Troisième grand rendez-vous surréaliste
à la galerie Daniel Malingue avec Roberto Matta.
PARIS - Après Yves Tanguy et Max Ernst, la Galerie Malingue poursuit le grand chelem surréaliste avec l’artiste chilien Roberto Matta (1911-2002). « Homme de nulle part » voguant entre Paris et Cuba, Matta est sans doute l’un des premiers artistes « mondialistes », à la croisée des mouvements du milieu du XXe siècle. « La question n’est pas : être ou ne pas être. Elle est : naître de quelque chose tout en donnant naissance à quelque chose. Ce n’est pas créer, c’est procréer, générer », disait-il. À l’aune de cette citation, le premier titre choisi pour l’exposition, « Naître et faire éclore », soulignait le rôle catalyseur de l’artiste au sein de l’école de New York.

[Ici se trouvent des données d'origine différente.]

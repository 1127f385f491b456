use std::fmt;
use std::str::FromStr;

use chrono::{DateTime, Utc};
use serde::{Deserialize, Serialize};
use sqlx::FromRow;
use uuid::Uuid;

#[derive(Debug, Clone, Copy, PartialEq, Eq, Serialize, Deserialize)]
#[serde(rename_all = "lowercase")]
pub enum BookingStatus {
    Active,
    Canceled,
}

impl BookingStatus {
    pub fn as_str(self) -> &'static str {
        match self {
            BookingStatus::Active => "active",
            BookingStatus::Canceled => "canceled",
        }
    }
}

impl fmt::Display for BookingStatus {
    fn fmt(&self, f: &mut fmt::Formatter<'_>) -> fmt::Result {
        f.write_str(self.as_str())
    }
}

impl FromStr for BookingStatus {
    type Err = anyhow::Error;

    fn from_str(s: &str) -> Result<Self, Self::Err> {
        match s {
            "active" => Ok(BookingStatus::Active),
            "canceled" => Ok(BookingStatus::Canceled),
            other => Err(anyhow::anyhow!("unknown booking status {other:?}")),
        }
    }
}

#[derive(Debug, Clone, Serialize, Deserialize, PartialEq)]
#[serde(rename_all = "camelCase")]
pub struct Booking {
    pub id: Uuid,
    pub user_id: Uuid,
    pub event_id: Uuid,
    pub status: BookingStatus,
    /// Minor currency units.
    pub total_price: i64,
    pub currency: String,
    /// Sorted, unique within the booking.
    pub seats: Vec<String>,
    pub created_at: DateTime<Utc>,
    pub updated_at: DateTime<Utc>,
}

/// A priced booking ready to be persisted. `seats` is already
/// deduplicated and sorted.
#[derive(Debug, Clone, PartialEq)]
pub struct NewBooking {
    pub user_id: Uuid,
    pub event_id: Uuid,
    pub total_price: i64,
    pub currency: String,
    pub seats: Vec<String>,
}

// Header row as stored; seats live in booking_seats
#[derive(Debug, Clone, FromRow)]
pub struct BookingRow {
    pub id: Uuid,
    pub user_id: Uuid,
    pub event_id: Uuid,
    pub status: String,
    pub total_price: i64,
    pub currency: String,
    pub created_at: DateTime<Utc>,
    pub updated_at: DateTime<Utc>,
}

impl BookingRow {
    pub fn into_booking(self, seats: Vec<String>) -> anyhow::Result<Booking> {
        Ok(Booking {
            id: self.id,
            user_id: self.user_id,
            event_id: self.event_id,
            status: self.status.parse()?,
            total_price: self.total_price,
            currency: self.currency,
            seats,
            created_at: self.created_at,
            updated_at: self.updated_at,
        })
    }
}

Mais la galerie a finalement opté pour: « Matta, début d’un nouveau monde », qui rappelle incidemment « Miró. La naissance du monde ».
L’exposition brasse une cinquantaine d’œuvres, principalement sur papier, dont seule une moitié est à vendre. On repère dans l’ensemble un prêt du Centre Pompidou, Architecture Flying (1940-1941), d’autant plus remarquable que les institutions prêtent rarement au circuit marchand !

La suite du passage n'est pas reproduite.